The BMA will ask junior doctors to vote on proposed improvements to the junior contract in England this week.
The proposals, agreed by NHS Employers, the Department of Health and Social Care and the BMA, will mean a guaranteed annual 2% pay increase for the next four years and safer limits to working hours if junior doctors vote in favour of the proposals.
The referendum will be held from 14 – 25 June and is open to all BMA junior doctor members, medical student members in their final or penultimate year of medical school and junior doctor members from the devolved nations who will be working in England from August.
The deal amounts to £90m worth of investment over a four-year period, from April 2019 to March 2023, and also includes:
- An improvement in rest period entitlements
- An increase to weekend pay rates
- Enhanced rate of pay for doctors working shifts finishing after midnight and by 4AM
- A recognition of training requirements in rostering
- New and increased employer penalties when trainees work beyond the safe limits
The BMA has said if the proposals are rejected by junior doctors, then trainees will continue to work under the current contract terms from 2016, continuing the dispute over those terms.

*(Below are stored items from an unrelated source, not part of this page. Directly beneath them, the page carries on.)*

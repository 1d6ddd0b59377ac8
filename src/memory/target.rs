//! Emulator main RAM: the located region and address translation

use crate::core::types::{Address, MemoryResult, TargetAddress, Width};
use crate::memory::FaultIsolatedAccess;
use crate::registry::ValueProvider;
use serde::Serialize;
use std::fmt;

/// First address of main RAM in the emulated address space
pub const MAIN_RAM_START: TargetAddress = 0x0200_0000;

/// Flavour of main RAM, identified by its addressing mask
#[derive(Debug, Clone, Copy, PartialEq, Eq, Serialize)]
pub enum RamKind {
    /// 4 MiB main RAM
    Nds,
    /// 16 MiB main RAM
    Dsi,
}

impl RamKind {
    /// Addressing mask mapping an emulated address to a byte offset
    pub const fn mask(self) -> u32 {
        match self {
            RamKind::Nds => 0x003F_FFFF,
            RamKind::Dsi => 0x00FF_FFFF,
        }
    }

    /// Size of the backing block in bytes
    pub const fn size(self) -> usize {
        match self {
            RamKind::Nds => 0x0040_0000,
            RamKind::Dsi => 0x0100_0000,
        }
    }

    /// Identify the kind from a mask candidate
    pub fn from_mask(mask: u32) -> Option<Self> {
        match mask {
            m if m == RamKind::Nds.mask() => Some(RamKind::Nds),
            m if m == RamKind::Dsi.mask() => Some(RamKind::Dsi),
            _ => None,
        }
    }
}

/// Location of main RAM inside the host process
///
/// Found once by the scanner and trusted for the rest of the process's life.
#[derive(Debug, Clone, Copy, PartialEq, Eq)]
pub struct TargetRegion {
    pub base: Address,
    pub kind: RamKind,
}

impl TargetRegion {
    pub fn new(base: Address, kind: RamKind) -> Self {
        TargetRegion { base, kind }
    }

    pub fn mask(&self) -> u32 {
        self.kind.mask()
    }

    pub fn size(&self) -> usize {
        self.kind.size()
    }

    /// Byte offset of an emulated address inside the block
    pub fn offset_of(&self, address: TargetAddress) -> usize {
        (address.wrapping_sub(MAIN_RAM_START) & self.mask()) as usize
    }

    /// Host address backing an emulated address
    pub fn host_address(&self, address: TargetAddress) -> Address {
        self.base.add(self.offset_of(address))
    }
}

impl fmt::Display for TargetRegion {
    fn fmt(&self, f: &mut fmt::Formatter<'_>) -> fmt::Result {
        write!(f, "{} (mask 0x{:08X})", self.base, self.mask())
    }
}

/// Emulated-address view of main RAM through a fault-isolated accessor
pub struct MainRam<'a, A: FaultIsolatedAccess + ?Sized> {
    region: TargetRegion,
    access: &'a A,
}

impl<'a, A: FaultIsolatedAccess + ?Sized> MainRam<'a, A> {
    pub fn new(region: TargetRegion, access: &'a A) -> Self {
        MainRam { region, access }
    }

    pub fn region(&self) -> TargetRegion {
        self.region
    }

    /// Read a value at an emulated address
    pub fn read(&self, address: TargetAddress, width: Width) -> MemoryResult<u32> {
        self.access.read(self.region.host_address(address), width)
    }

    /// Write a value at an emulated address
    pub fn write(&self, address: TargetAddress, width: Width, value: u32) -> MemoryResult<()> {
        self.access
            .write(self.region.host_address(address), width, value)
    }

    /// Hex dump of `len` bytes at an emulated address; unreadable bytes show as `??`
    pub fn dump(&self, address: TargetAddress, len: usize) -> String {
        let host = self.region.host_address(address);
        let mut buffer = vec![0u8; len];
        if self.access.read_raw(host, &mut buffer).is_ok() {
            return spaced(&hex::encode_upper(&buffer));
        }

        (0..len)
            .map(|i| {
                self.access
                    .read(host.add(i), Width::Byte)
                    .map(|byte| hex::encode_upper([byte as u8]))
                    .unwrap_or_else(|_| "??".to_string())
            })
            .collect::<Vec<_>>()
            .join(" ")
    }
}

fn spaced(hex: &str) -> String {
    hex.as_bytes()
        .chunks(2)
        .map(|pair| std::str::from_utf8(pair).unwrap_or("??"))
        .collect::<Vec<_>>()
        .join(" ")
}

impl<A: FaultIsolatedAccess + ?Sized> ValueProvider for MainRam<'_, A> {
    fn read_value(&self, address: TargetAddress, width: Width) -> MemoryResult<u32> {
        self.read(address, width)
    }
}
//! Memory region information wrapper

use crate::core::types::Address;
use crate::memory::regions::{Protection, RegionInfo, RegionState, RegionType};
use winapi::um::winnt::MEMORY_BASIC_INFORMATION;

const MEM_COMMIT: u32 = 0x1000;
const MEM_RESERVE: u32 = 0x2000;
const MEM_PRIVATE: u32 = 0x20000;
const MEM_MAPPED: u32 = 0x40000;

const PAGE_READONLY: u32 = 0x02;
const PAGE_READWRITE: u32 = 0x04;
const PAGE_WRITECOPY: u32 = 0x08;
const PAGE_EXECUTE: u32 = 0x10;
const PAGE_EXECUTE_READ: u32 = 0x20;
const PAGE_EXECUTE_READWRITE: u32 = 0x40;
const PAGE_EXECUTE_WRITECOPY: u32 = 0x80;
const PAGE_MODIFIERS: u32 = 0x100 | 0x200 | 0x400; // guard, nocache, writecombine

/// Wrapper for MEMORY_BASIC_INFORMATION
#[derive(Debug, Clone)]
pub struct MemoryBasicInfo {
    pub base_address: Address,
    pub region_size: usize,
    pub state: u32,
    pub protect: u32,
    pub type_flags: u32,
}

impl From<MEMORY_BASIC_INFORMATION> for MemoryBasicInfo {
    fn from(mbi: MEMORY_BASIC_INFORMATION) -> Self {
        MemoryBasicInfo {
            base_address: Address::new(mbi.BaseAddress as usize),
            region_size: mbi.RegionSize,
            state: mbi.State,
            protect: mbi.Protect,
            type_flags: mbi.Type,
        }
    }
}

impl MemoryBasicInfo {
    pub fn state(&self) -> RegionState {
        match self.state {
            MEM_COMMIT => RegionState::Committed,
            MEM_RESERVE => RegionState::Reserved,
            _ => RegionState::Free,
        }
    }

    pub fn region_type(&self) -> RegionType {
        match self.type_flags {
            MEM_PRIVATE => RegionType::Private,
            MEM_MAPPED => RegionType::Mapped,
            _ => RegionType::Image,
        }
    }

    pub fn protection(&self) -> Protection {
        let base = self.protect & !PAGE_MODIFIERS;
        let (readable, writable, executable, copy_on_write) = match base {
            PAGE_READONLY => (true, false, false, false),
            PAGE_READWRITE => (true, true, false, false),
            PAGE_WRITECOPY => (true, true, false, true),
            PAGE_EXECUTE => (false, false, true, false),
            PAGE_EXECUTE_READ => (true, false, true, false),
            PAGE_EXECUTE_READWRITE => (true, true, true, false),
            PAGE_EXECUTE_WRITECOPY => (true, true, true, true),
            // PAGE_NOACCESS and unknown values
            _ => (false, false, false, false),
        };

        Protection {
            readable,
            writable,
            executable,
            copy_on_write,
            modified: self.protect & PAGE_MODIFIERS != 0,
        }
    }

    pub fn to_region_info(&self) -> RegionInfo {
        RegionInfo {
            base_address: self.base_address,
            size: self.region_size,
            state: self.state(),
            region_type: self.region_type(),
            protection: self.protection(),
        }
    }
}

BMA junior doctors committee chair Dr Jeeves Wijesuriya said the committee has been negotiating for three years for fair changes to the contract.
He added: ‘The BMA has scored major victories for junior doctors by securing enhanced shared parental leave for trainees and extra funding for rest and fatigue facilities around the country, following worrying complaints about over-worked doctors sleeping on floors or being unable to recuperate during night shifts.
‘The proposed deal contains other significant enhancements to further improve the pay, conditions and training opportunities for junior doctors across the NHS and are a result of a new collaborative, constructive negotiation process that has learned from the mistakes of the past.
‘There is of course a great deal more that needs to be done and junior doctors will remain at the forefront of campaigns for a better funded, well-staffed and publicly run health service. We believe these proposals are a major step in the right direction for our workforce and our NHS, and we have endorsed these improvements to our members in the upcoming referendum.’
He added: ‘If agreed we will be working with NHS Employers and the Department of Health and Social Care for these changes to be implemented in England as soon as possible. If rejected at referendum trainees would remain on the current imposed 2016 terms and conditions and remain in dispute.’
Danny Mortimer, chief executive of NHS Employers, said: ‘We welcome the additional investment from the government and NHS England. The agreements reached show the seriousness of all sides to review and improve the contract, to build a safe and constructive way forward for this important part of our workforce.’